Justin Martyr's First Apology chapter 60 comes to mind:
And the physiological discussion concerning the Son of God in the Timaeus of Plato, where he says, "He placed him crosswise in the universe," he borrowed in like manner from Moses; for in the writings of Moses it is related how at that time, when the Israelites went out of Egypt and were in the wilderness, they fell in with poisonous beasts, both vipers and asps, and every kind of serpent, which slew the people; and that Moses, by the inspiration and influence of God, took brass, and made it into the figure of a cross, and set it in the holy tabernacle, and said to the people, "If ye look to this figure, and believe, ye shall be saved thereby".

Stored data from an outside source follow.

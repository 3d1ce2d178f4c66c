use std::sync::Arc;

use futures_util::StreamExt;
use tokio::sync::mpsc;
use tracing::warn;

use crate::config::CompletionConfig;
use crate::models::{ChatMessage, NextSuggestion, ProductSummary};
use crate::suggestions::{MAX_SUGGESTED_PRODUCTS, NextSuggester, ProductSuggester};

use super::gateway::{
    ChatEvent, ChatEventStream, CompletionBackend, CompletionError, CompletionReply,
    CompletionTier, TokenStream, channel_stream, encode_event,
};
use super::non_streaming::NonStreamingCompletionTier;
use super::raw::RawSseCompletionTier;
use super::streaming::StreamingCompletionTier;

/// Shown when a tier completed without producing any content.
pub const EMPTY_REPLY_FALLBACK: &str = "پاسخی دریافت نشد. لطفاً دوباره تلاش کنید.";

/// Shown when every tier failed; the user still gets a reply, never an error.
pub const TIMEOUT_FALLBACK: &str = "زمان انتظار تمام شد";

const EVENT_CHANNEL_CAPACITY: usize = 64;

/// Inputs for the post-content suggestion calls.
#[derive(Debug, Clone)]
pub struct SuggestionContext {
    pub chatbot_id: i64,
    pub last_user_message: String,
    pub knowledge_hint: String,
}

/// Exactly one variant reaches the client per turn; the HTTP layer maps
/// `Stream` to a chunked text response and `TextFallback` to a JSON
/// envelope.
pub enum ChatTurnOutcome {
    Stream(ChatEventStream),
    TextFallback(String),
}

impl std::fmt::Debug for ChatTurnOutcome {
    fn fmt(&self, f: &mut std::fmt::Formatter<'_>) -> std::fmt::Result {
        match self {
            Self::Stream(_) => f.debug_tuple("Stream").finish(),
            Self::TextFallback(text) => f.debug_tuple("TextFallback").field(text).finish(),
        }
    }
}

/// Runs the tier chain and folds suggestion results into the outgoing
/// event stream once the main content is finalized.
pub struct CompletionOrchestrator {
    tiers: Vec<Arc<dyn CompletionTier>>,
    product_suggester: Arc<dyn ProductSuggester>,
    next_suggester: Arc<dyn NextSuggester>,
}

impl CompletionOrchestrator {
    /// Builds the production tier chain. Fails up front when the API key is
    /// absent so misconfiguration surfaces at startup, not mid-conversation.
    pub fn new(
        config: &CompletionConfig,
        product_suggester: Arc<dyn ProductSuggester>,
        next_suggester: Arc<dyn NextSuggester>,
    ) -> Result<Self, CompletionError> {
        let backend = CompletionBackend::from_config(config)?;
        let tiers: Vec<Arc<dyn CompletionTier>> = vec![
            Arc::new(StreamingCompletionTier::new(backend.clone())?),
            Arc::new(RawSseCompletionTier::new(backend.clone())?),
            Arc::new(NonStreamingCompletionTier::new(backend)?),
        ];

        Ok(Self {
            tiers,
            product_suggester,
            next_suggester,
        })
    }

    /// Test and extension seam: run an arbitrary ordered tier chain.
    pub fn with_tiers(
        tiers: Vec<Arc<dyn CompletionTier>>,
        product_suggester: Arc<dyn ProductSuggester>,
        next_suggester: Arc<dyn NextSuggester>,
    ) -> Self {
        Self {
            tiers,
            product_suggester,
            next_suggester,
        }
    }

    /// Attempts each tier in order and commits to the first one that opens.
    /// Never returns an error: the worst case is a text fallback.
    pub async fn run(
        &self,
        system_prompt: &str,
        history: &[ChatMessage],
        ctx: SuggestionContext,
    ) -> ChatTurnOutcome {
        for tier in &self.tiers {
            match tier.open(system_prompt, history).await {
                Ok(CompletionReply::Stream(tokens)) => {
                    return ChatTurnOutcome::Stream(self.pump(tokens, ctx));
                }
                Ok(CompletionReply::Full(text)) => {
                    let content = if text.trim().is_empty() {
                        EMPTY_REPLY_FALLBACK.to_string()
                    } else {
                        text
                    };
                    return ChatTurnOutcome::TextFallback(
                        self.append_suffixes(content, &ctx).await,
                    );
                }
                Err(err) => {
                    warn!("completion tier '{}' failed to open: {err}", tier.name());
                }
            }
        }

        ChatTurnOutcome::TextFallback(TIMEOUT_FALLBACK.to_string())
    }

    /// Forwards tokens as they arrive, then appends suggestion events.
    /// Mid-stream errors keep whatever was already delivered; the apology
    /// sentence appears only when nothing was.
    fn pump(&self, mut tokens: TokenStream, ctx: SuggestionContext) -> ChatEventStream {
        let (tx, rx) = mpsc::channel::<ChatEvent>(EVENT_CHANNEL_CAPACITY);
        let product_suggester = Arc::clone(&self.product_suggester);
        let next_suggester = Arc::clone(&self.next_suggester);

        tokio::spawn(async move {
            let mut accumulated = String::new();

            while let Some(item) = tokens.next().await {
                match item {
                    Ok(token) if token.is_empty() => {}
                    Ok(token) => {
                        accumulated.push_str(&token);
                        if tx.send(ChatEvent::Token(token)).await.is_err() {
                            return;
                        }
                    }
                    Err(err) => {
                        warn!("token stream interrupted: {err}");
                        break;
                    }
                }
            }

            if accumulated.is_empty() {
                accumulated = EMPTY_REPLY_FALLBACK.to_string();
                if tx
                    .send(ChatEvent::Token(accumulated.clone()))
                    .await
                    .is_err()
                {
                    return;
                }
            }

            let (products, next_steps) = tokio::join!(
                suggest_products(
                    product_suggester.as_ref(),
                    ctx.chatbot_id,
                    &ctx.last_user_message
                ),
                suggest_next(next_suggester.as_ref(), &accumulated, &ctx.knowledge_hint),
            );

            if !products.is_empty() {
                let _ = tx.send(ChatEvent::SuggestedProducts(products)).await;
            }
            if !next_steps.is_empty() {
                let _ = tx.send(ChatEvent::NextSuggestions(next_steps)).await;
            }
            let _ = tx.send(ChatEvent::End).await;
        });

        Box::pin(channel_stream(rx))
    }

    /// Non-streaming path: the suffixes are appended to the text itself
    /// because this reply travels as a single JSON envelope, not a stream.
    async fn append_suffixes(&self, content: String, ctx: &SuggestionContext) -> String {
        let (products, next_steps) = tokio::join!(
            suggest_products(
                self.product_suggester.as_ref(),
                ctx.chatbot_id,
                &ctx.last_user_message
            ),
            suggest_next(self.next_suggester.as_ref(), &content, &ctx.knowledge_hint),
        );

        let mut out = content;
        if !products.is_empty()
            && let Some(suffix) = encode_event(&ChatEvent::SuggestedProducts(products))
        {
            out.push_str(&suffix);
        }
        if !next_steps.is_empty()
            && let Some(suffix) = encode_event(&ChatEvent::NextSuggestions(next_steps))
        {
            out.push_str(&suffix);
        }
        out
    }
}

async fn suggest_products(
    suggester: &dyn ProductSuggester,
    chatbot_id: i64,
    user_query: &str,
) -> Vec<ProductSummary> {
    match suggester.suggest(chatbot_id, user_query).await {
        Ok(mut products) => {
            products.truncate(MAX_SUGGESTED_PRODUCTS);
            products
        }
        Err(err) => {
            warn!("product suggestion failed: {err}");
            Vec::new()
        }
    }
}

async fn suggest_next(
    suggester: &dyn NextSuggester,
    assistant_text: &str,
    knowledge_hint: &str,
) -> Vec<NextSuggestion> {
    match suggester.suggest_next(assistant_text, knowledge_hint).await {
        Ok(items) => items,
        Err(err) => {
            warn!("next-suggestion fetch failed: {err}");
            Vec::new()
        }
    }
}
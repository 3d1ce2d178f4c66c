pub mod chat;
pub mod config;
mod config_env;
pub mod knowledge;
pub mod llm;
pub mod models;
pub mod repos;
pub mod suggestions;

And when this was done, it is recorded that the serpents died, and it is handed down that the people thus escaped death. Which things Plato reading, and not accurately understanding, and not apprehending that it was the figure of the cross, but taking it to be a placing crosswise, he [Plato] said that the power next to the first God was placed crosswise in the universe. And as to his speaking of a third, he did this because he read, as we said above, that which was spoken by Moses, that the Spirit of God moved over the waters. For he gives the second place to the Logos which is with God, who he said was placed crosswise in the universe; and the third place to the Spirit who was said to be borne upon the water, saying, And the third around the third.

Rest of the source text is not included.